Objective: To determine if better antiretroviral (ARV) central nervous system (CNS) penetration
is associated with reduced rates of chronic pain in people living with HIV (PLWH).
Background: Chronic pain remains prevalent in PLWH despite widespread ARV use. Mechanisms
underlying this prevalence remain unknown, though neuroinflammation from persistent CNS HIV infection
and maladaptive plastic changes in the CNS have been implicated. Here we hypothesize that
better CNS ARV penetration, measured using the CNS Penetration-Effectiveness (CPE) score, would
decrease rates of chronic pain.
Methods: We interviewed 254 consecutive adults from an HIV clinic in Chiang Mai, Thailand. We collected data on
demographics, HIV history, ARV use, and pain characteristics. Patients were evaluated for depression using a Thai two
question Patient Health Questionnaire (PHQ-2). Modified CPE score was calculated using established methods and
grouped a priori into “low CPE” (≤7, poor penetration) and “high CPE” (≥8, good penetration). CPE score was compared
with chronic pain scores in SPSS using appropriate statistical tests. A relationship between CPE score and a positive depression
screen was tested further using multivariable binary logistic models.
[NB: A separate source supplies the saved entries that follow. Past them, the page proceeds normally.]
/// ANSI color helper utilities for terminal output.
pub const RESET: &str = "\x1b[0m";

pub const GREY: &str = "\x1b[90m";
pub const RED: &str = "\x1b[31m";
pub const GREEN: &str = "\x1b[32m";
pub const YELLOW: &str = "\x1b[33m";
pub const CYAN: &str = "\x1b[36m";

/// Differential color:
/// \>0 → green (spare supply)
/// \<0 → red (oversold)
/// 0 → reset
pub fn color_for_differential(value: i64) -> &'static str {
    if value > 0 {
        GREEN
    } else if value < 0 {
        RED
    } else {
        RESET
    }
}

pub fn colorize_differential(value: i64) -> String {
    let color = color_for_differential(value);
    format!("{color}{}{RESET}", crate::utils::formatting::signed(value))
}

/// Grey out zero counts so the interesting buckets stand out.
pub fn colorize_count(value: i64) -> String {
    if value == 0 {
        format!("{GREY}0{RESET}")
    } else {
        value.to_string()
    }
}
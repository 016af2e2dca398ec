pub mod colors;
pub mod formatting;
pub mod path;
pub mod table;
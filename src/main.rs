//! tixdesk main entrypoint.

use tixdesk::run;
use tixdesk::ui::messages::error;

fn main() {
    if let Err(e) = run() {
        error(format!("Error: {}", e));
        std::process::exit(1);
    }
}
Results: 245 of 254 subjects were on ARVs. Complete ARV data was available for 235 patients. 137 of these 235 patients
(58.3%) had a CPE score ≤7, and 98 (41.7%) had a score ≥8. 49 patients had chronic pain, and 9 had neuropathic pain.
Low CPE score was not associated with chronic pain (p=0.64), neuropathic pain (p=0.56), or frequent pain (p=0.80), nor
was it associated with the severity of reported “worst pain” or “average pain” in the last 24 hours (p=0.18 and 0.48, respectively).
Post-hoc analysis revealed that higher CPE score was a significant independent risk factor for depression
measured by a positive PHQ-2 screen [OR (95% CI) = 1.29 (1.04-1.61), p=0.02]. This relationship was mediated primarily
by exposure to zidovudine.
Conclusion: CPE score is not associated with chronic pain in PLWH. Post-hoc analysis demonstrated that CPE score, and
zidovudine exposure in particular, predicts a positive depression screen. Given the substantial morbidity associated with
chronic pain and mood disorders in PLWH, additional studies to determine preventable and treatable factors are imperative.